> [Exercise directions]: Write out exactly the lines from the one containing "for store failures." through the last line of the records below, and no others.

● ● ● ●

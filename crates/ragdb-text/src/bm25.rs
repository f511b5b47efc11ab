use anyhow::{anyhow, Result};
use tantivy::collector::TopDocs;
use tantivy::query::{BooleanQuery, Occur, Query, TermQuery};
use tantivy::schema::{IndexRecordOption, Value};
use tantivy::{doc, Index, IndexReader, IndexWriter, ReloadPolicy, TantivyDocument, Term};
use tracing::debug;

use ragdb_core::traits::LexicalScorer;

use crate::tantivy_utils::{build_schema, query_terms, register_tokenizer};

// Single indexing thread; tantivy requires at least 15MB per thread.
const WRITER_MEMORY_BUDGET: usize = 20_000_000;

/// BM25 scorer whose corpus statistics (document frequency, average length)
/// come exclusively from the documents passed to a single call.
///
/// Nothing is retained between calls, so scores are only comparable within
/// one call.
#[derive(Debug, Clone, Copy, Default)]
pub struct Bm25Scorer;

impl Bm25Scorer {
	pub fn new() -> Self { Self }

	pub fn score_documents(&self, query: &str, documents: &[&str]) -> Result<Vec<f32>> {
		let mut scores = vec![0.0f32; documents.len()];
		let terms = query_terms(query);
		if documents.is_empty() || terms.is_empty() { return Ok(scores); }

		let (schema, fields) = build_schema();
		let index = Index::create_in_ram(schema);
		register_tokenizer(&index);
		let mut writer: IndexWriter = index.writer_with_num_threads(1, WRITER_MEMORY_BUDGET)?;
		for (position, text) in documents.iter().enumerate() {
			writer.add_document(doc!(
				fields.position => position as u64,
				fields.text => text.to_string(),
			))?;
		}
		writer.commit()?;
		writer.wait_merging_threads()?;

		let reader: IndexReader = index.reader_builder().reload_policy(ReloadPolicy::Manual).try_into()?;
		let searcher = reader.searcher();
		let clauses: Vec<(Occur, Box<dyn Query>)> = terms
			.iter()
			.map(|t| {
				let term = Term::from_field_text(fields.text, t);
				let q: Box<dyn Query> = Box::new(TermQuery::new(term, IndexRecordOption::WithFreqs));
				(Occur::Should, q)
			})
			.collect();
		let query = BooleanQuery::new(clauses);
		let top_docs = searcher.search(&query, &TopDocs::with_limit(documents.len()))?;
		let matched = top_docs.len();
		for (score, addr) in top_docs {
			let doc: TantivyDocument = searcher.doc(addr)?;
			let position = doc
				.get_first(fields.position)
				.and_then(|v| v.as_u64())
				.ok_or_else(|| anyhow!("scored document has no stored position"))?;
			if let Some(slot) = scores.get_mut(position as usize) { *slot = score; }
		}
		debug!(documents = documents.len(), terms = terms.len(), matched, "bm25 scored candidate set");
		Ok(scores)
	}
}

impl LexicalScorer for Bm25Scorer {
	fn score(&self, query: &str, documents: &[&str]) -> Result<Vec<f32>> { self.score_documents(query, documents) }
}
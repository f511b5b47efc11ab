use anyhow::{Result, anyhow};
use std::collections::HashMap;
use std::path::Path;
use std::time::Instant;

use candle_core::{DType, Device, Tensor};
use candle_nn::VarBuilder;
use candle_transformers::models::bert::{BertModel, Config as BertConfig};
use tokenizers::Tokenizer;
use tracing::{debug, info, warn};

use ragdb_core::traits::Embedder;

use crate::device::select_device;
use crate::pool::masked_mean_l2;
use crate::tokenize::tokenize_on_device;

/// Longest input (in word pieces) the sentence model was trained on.
pub const MAX_LEN: usize = 256;

/// BERT-family sentence embedder (all-MiniLM-L6-v2 layout): mean pooling over
/// unmasked tokens followed by L2 normalization.
pub struct MiniLmEmbedder { model: BertModel, tokenizer: Tokenizer, device: Device, dim: usize }

impl MiniLmEmbedder {
    /// Expects `tokenizer.json`, `config.json` and either `model.safetensors` or
    /// `pytorch_model.bin` inside `model_dir`.
    pub fn load(model_dir: &Path) -> Result<Self> {
        let device = select_device();
        info!(dir = %model_dir.display(), "loading sentence embedding model");
        let tokenizer_path = model_dir.join("tokenizer.json");
        let tokenizer = Tokenizer::from_file(&tokenizer_path)
            .map_err(|e| anyhow!("Failed to load tokenizer from {}: {}", tokenizer_path.display(), e))?;
        let config_path = model_dir.join("config.json");
        let config_text = std::fs::read_to_string(&config_path)
            .map_err(|e| anyhow!("Failed to read {}: {}", config_path.display(), e))?;
        let config: BertConfig = serde_json::from_str(&config_text)?;
        let dim = serde_json::from_str::<serde_json::Value>(&config_text)?
            .get("hidden_size")
            .and_then(serde_json::Value::as_u64)
            .ok_or_else(|| anyhow!("{} has no hidden_size", config_path.display()))? as usize;
        let weights = load_weights(model_dir, &device)?;
        let vb = VarBuilder::from_tensors(weights, DType::F32, &device);
        let model = BertModel::load(vb, &config)?;
        info!(dim, "sentence embedding model loaded");
        Ok(Self { model, tokenizer, device, dim })
    }

    pub fn embed_text(&self, text: &str) -> Result<Vec<f32>> {
        let start = Instant::now();
        let (input_ids, attention_mask) = tokenize_on_device(&self.tokenizer, text, MAX_LEN, &self.device)?;
        let token_type_ids = input_ids.zeros_like()?;
        let hidden = self.model.forward(&input_ids, &token_type_ids, Some(&attention_mask))?;
        let pooled = masked_mean_l2(&hidden, &attention_mask)?;
        let emb = pooled.to_device(&Device::Cpu)?.squeeze(0)?.to_vec1::<f32>()?;
        if emb.len() != self.dim { return Err(anyhow!("model produced {} dims, expected {}", emb.len(), self.dim)); }
        let elapsed = start.elapsed();
        if elapsed.as_millis() > 100 { warn!(ms = elapsed.as_millis() as u64, "slow embedding"); } else { debug!(us = elapsed.as_micros() as u64, "embedded text"); }
        Ok(emb)
    }
}

impl Embedder for MiniLmEmbedder {
    fn dim(&self) -> usize { self.dim }
    fn embed(&self, text: &str) -> Result<Vec<f32>> { self.embed_text(text) }
}

fn load_weights(model_dir: &Path, device: &Device) -> Result<HashMap<String, Tensor>> {
    let safetensors = model_dir.join("model.safetensors");
    if safetensors.exists() {
        debug!(path = %safetensors.display(), "reading safetensors weights");
        return Ok(candle_core::safetensors::load(&safetensors, device)?);
    }
    let pickle = model_dir.join("pytorch_model.bin");
    if pickle.exists() {
        debug!(path = %pickle.display(), "reading pytorch weights");
        return Ok(candle_core::pickle::read_all(&pickle)?.into_iter().collect());
    }
    Err(anyhow!("No model.safetensors or pytorch_model.bin in {}", model_dir.display()))
}
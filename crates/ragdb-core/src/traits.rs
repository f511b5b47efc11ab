use crate::types::{ChunkId, ChunkRecord, Neighbor};

/// Maps text to a fixed-dimension vector in the same space as the index.
pub trait Embedder: Send + Sync {
    fn dim(&self) -> usize;
    fn embed(&self, text: &str) -> anyhow::Result<Vec<f32>>;

    fn embed_batch(&self, texts: &[String]) -> anyhow::Result<Vec<Vec<f32>>> {
        texts.iter().map(|t| self.embed(t)).collect()
    }
}

/// Read-only nearest-neighbour search over pre-computed embeddings.
///
/// `search` returns at most `n` neighbours ordered by ascending distance.
pub trait VectorIndex: Send + Sync {
    fn dim(&self) -> usize;
    fn len(&self) -> usize;
    fn search(&self, query_vec: &[f32], n: usize) -> anyhow::Result<Vec<Neighbor>>;

    fn is_empty(&self) -> bool { self.len() == 0 }
}

/// Index position to stable chunk id. Built and replaced together with its index.
pub trait IdMapper: Send + Sync {
    fn len(&self) -> usize;
    fn resolve(&self, position: usize) -> Option<ChunkId>;

    fn is_empty(&self) -> bool { self.len() == 0 }
}

pub trait ChunkStore: Send + Sync {
    /// `Ok(None)` when the id is unknown; `Err` only for store failures.
    fn get(&self, id: ChunkId) -> anyhow::Result<Option<ChunkRecord>>;
}

/// Scores each document against the query, using `documents` as the whole corpus.
///
/// Returns one raw score per document, in input order.
pub trait LexicalScorer: Send + Sync {
    fn score(&self, query: &str, documents: &[&str]) -> anyhow::Result<Vec<f32>>;
}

● ● ● ●

> [Exercise answer]:
    /// `Ok(None)` when the id is unknown; `Err` only for store failures.
    fn get(&self, id: ChunkId) -> anyhow::Result<Option<ChunkRecord>>;
}

/// Scores each document against the query, using `documents` as the whole corpus.
///
/// Returns one raw score per document, in input order.
pub trait LexicalScorer: Send + Sync {
    fn score(&self, query: &str, documents: &[&str]) -> anyhow::Result<Vec<f32>>;
}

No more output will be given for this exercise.